Art. 88 Abs. 1 Datenschutz-Grundverordnung (DS-GVO) sieht folgende Regelung vor: „Die Mitgliedstaaten können durch Rechtsvorschriften oder durch Kollektivvereinbarungen spezifischere Vorschriften zur Gewährleistung des Schutzes der Rechte und Freiheiten hinsichtlich der Verarbeitung personenbezogener Beschäftigtendaten im Beschäftigungskontext […] vorsehen“. Der deutsche Gesetzgeber hat von dieser „Öffnungsklausel“ in der DS-GVO Gebrauch gemacht und den § 26 Bundesdatenschutzgesetz (BDSG) geschaffen. Dieser führt die spezialgesetzlichen Regelungen des § 32 BDSG a.F. fort und wurde der Terminologie der DS-GVO angepasst. Der § 26 BDSG ist somit aktuell – neben zahlreichen spezialgesetzlichen Einzelnormen mit Bezug zum Beschäftigtendatenschutz – der Hauptanknüpfungspunk für Fragen des Beschäftigtendatenschutzes.
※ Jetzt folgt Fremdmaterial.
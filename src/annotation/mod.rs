//! VisDrone text annotation reader.
//!
//! Each `.txt` file in the annotations directory describes one image, one
//! detection per line. Every parsed detection becomes its own
//! single-detection [`DetectionTask`]; tasks from the same file share the
//! image filename and image id.

mod line;

pub use line::{class_label, detection_for, parse_annotation_line, MIN_FIELDS};

use std::fs;
use std::path::{Path, PathBuf};

use walkdir::WalkDir;

use crate::error::SftError;
use crate::parse_log::{FileSummary, LineEntry, LineOutcome, ParseLog};
use crate::task::io_json::{write_tasks_json, DETECTION_TASKS_FILE};
use crate::task::{Detection, DetectionTask, ImageId};

const ANNOTATION_EXTENSION: &str = "txt";

/// Options for turning annotation files into detection tasks.
#[derive(Clone, Debug)]
pub struct ParseOptions {
    /// Extension given to the derived image filename (without the dot).
    pub image_extension: String,
}

impl Default for ParseOptions {
    fn default() -> Self {
        Self {
            image_extension: "jpg".to_string(),
        }
    }
}

/// What [`generate_detection_tasks`] wrote.
#[derive(Clone, Debug, PartialEq, Eq)]
pub struct GenerateSummary {
    pub output_path: PathBuf,
    pub files: usize,
    pub tasks: usize,
}

/// Parse the contents of one annotation file.
///
/// Every line is reported to `log`, followed by a file summary under the
/// name `source`. Bad lines are skipped, never fatal.
pub fn parse_annotation_str(
    content: &str,
    source: &Path,
    log: &mut dyn ParseLog,
) -> Vec<Detection> {
    let mut detections = Vec::new();
    let mut total_lines = 0;

    for (line_idx, raw) in content.lines().enumerate() {
        total_lines += 1;
        let outcome = parse_annotation_line(raw);
        if let LineOutcome::Parsed { category_id, bbox } = &outcome {
            detections.push(detection_for(*category_id, *bbox));
        }
        log.line(&LineEntry {
            line: line_idx + 1,
            outcome,
        });
    }

    log.file_summary(&FileSummary {
        path: source.to_path_buf(),
        total_lines,
        parsed: detections.len(),
    });

    detections
}

/// Read and parse one annotation file.
///
/// Bytes that are not valid UTF-8 are replaced with U+FFFD, so they only
/// spoil the line they sit on.
pub fn parse_annotation_file(
    path: &Path,
    log: &mut dyn ParseLog,
) -> Result<Vec<Detection>, SftError> {
    let bytes = fs::read(path).map_err(SftError::Io)?;
    let content = String::from_utf8_lossy(&bytes);
    Ok(parse_annotation_str(&content, path, log))
}

/// Build one single-detection task per parsed detection in `annotations_dir`.
///
/// Files are visited in file name order and image ids are assigned from 1
/// in that order, so the same directory always yields the same ids.
pub fn collect_detection_tasks(
    annotations_dir: &Path,
    opts: &ParseOptions,
    log: &mut dyn ParseLog,
) -> Result<Vec<DetectionTask>, SftError> {
    let files = list_annotation_files(annotations_dir)?;
    tasks_from_files(&files, opts, log)
}

fn tasks_from_files(
    files: &[PathBuf],
    opts: &ParseOptions,
    log: &mut dyn ParseLog,
) -> Result<Vec<DetectionTask>, SftError> {
    let mut tasks = Vec::new();
    for (index, path) in files.iter().enumerate() {
        let detections = parse_annotation_file(path, log)?;
        let image_id = ImageId::new(index as i64 + 1);
        let image_file = image_file_for(path, &opts.image_extension);

        log::debug!(
            "{}: {} detection(s) -> {}",
            path.display(),
            detections.len(),
            image_file
        );

        tasks.extend(
            detections
                .into_iter()
                .map(|det| DetectionTask::new(image_id, image_file.clone(), vec![det])),
        );
    }

    Ok(tasks)
}

/// Parse `annotations_dir` and write `detection_tasks.json` into `output_dir`.
///
/// `output_dir` is created if it does not exist.
pub fn generate_detection_tasks(
    annotations_dir: &Path,
    output_dir: &Path,
    opts: &ParseOptions,
    log: &mut dyn ParseLog,
) -> Result<GenerateSummary, SftError> {
    let files = list_annotation_files(annotations_dir)?;
    let tasks = tasks_from_files(&files, opts, log)?;

    fs::create_dir_all(output_dir).map_err(SftError::Io)?;
    let output_path = output_dir.join(DETECTION_TASKS_FILE);
    write_tasks_json(&output_path, &tasks)?;

    log::info!(
        "Detection tasks generated: {}, total records: {}",
        output_path.display(),
        tasks.len()
    );

    Ok(GenerateSummary {
        output_path,
        files: files.len(),
        tasks: tasks.len(),
    })
}

/// Image filename for an annotation file: same stem, image extension.
pub fn image_file_for(annotation_path: &Path, image_extension: &str) -> String {
    let file_name = annotation_path
        .file_name()
        .map(Path::new)
        .unwrap_or(annotation_path);
    file_name
        .with_extension(image_extension)
        .to_string_lossy()
        .into_owned()
}

/// Annotation files directly inside `dir`, sorted by file name.
fn list_annotation_files(dir: &Path) -> Result<Vec<PathBuf>, SftError> {
    if !dir.is_dir() {
        return Err(SftError::AnnotationsDirInvalid {
            path: dir.to_path_buf(),
            message: "input must be a directory".to_string(),
        });
    }

    let mut files = Vec::new();
    for entry in WalkDir::new(dir).min_depth(1).max_depth(1).follow_links(true) {
        let entry = entry.map_err(|source| SftError::AnnotationsDirInvalid {
            path: dir.to_path_buf(),
            message: format!("failed while traversing directory: {source}"),
        })?;

        if entry.file_type().is_file() && has_annotation_extension(entry.path()) {
            files.push(entry.path().to_path_buf());
        }
    }

    files.sort_by(|a, b| a.file_name().cmp(&b.file_name()));
    log::info!(
        "Found {} annotation file(s) in {}",
        files.len(),
        dir.display()
    );
    Ok(files)
}

fn has_annotation_extension(path: &Path) -> bool {
    path.extension()
        .and_then(|ext| ext.to_str())
        .map(|ext| ext.eq_ignore_ascii_case(ANNOTATION_EXTENSION))
        .unwrap_or(false)
}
Darüber hinaus kommt der Beschäftigtendatenschutz in umfangreicher Arbeitsrechtsprechung zum Ausdruck.
Fraglich ist allerdings, ob die Schaffung eines eigenständigen Beschäftigtendatenschutzgesetzes weiterhin möglich ist. Den Bundestagsdrucksachen (BT-Drs. 18/11325) ist jedoch zu entnehmen, dass sich der Gesetzgeber vorbehält „Fragen des Datenschutzes im Beschäftigungsverhältnis […] im Rahmen eines gesonderten Gesetzes konkretisierend bestimmte Grundsätze, die im Rahmen der Rechtsprechung zum geltenden Recht bereits angelegt sind, zu regeln.“ Und weiter: „Dies gilt insbesondere für das Fragerecht bei der Begründung eines Beschäftigungsverhältnisses, den expliziten Ausschluss von heimlichen Kontrollen im Beschäftigungsverhältnis, die Begrenzung der Lokalisierung von Beschäftigten sowie den Ausschluss von umfassenden Bewegungsprofilen, den Ausschluss von Dauerüberwachungen und die Verwendung biometrischer Daten zu Authentifizierungs- und Autorisierungszwecken.“ Es lässt sich demnach festhalten, dass der Weg zu einem Beschäftigtendatenschutzgesetz weiterhin grundsätzlich beschritten werden kann.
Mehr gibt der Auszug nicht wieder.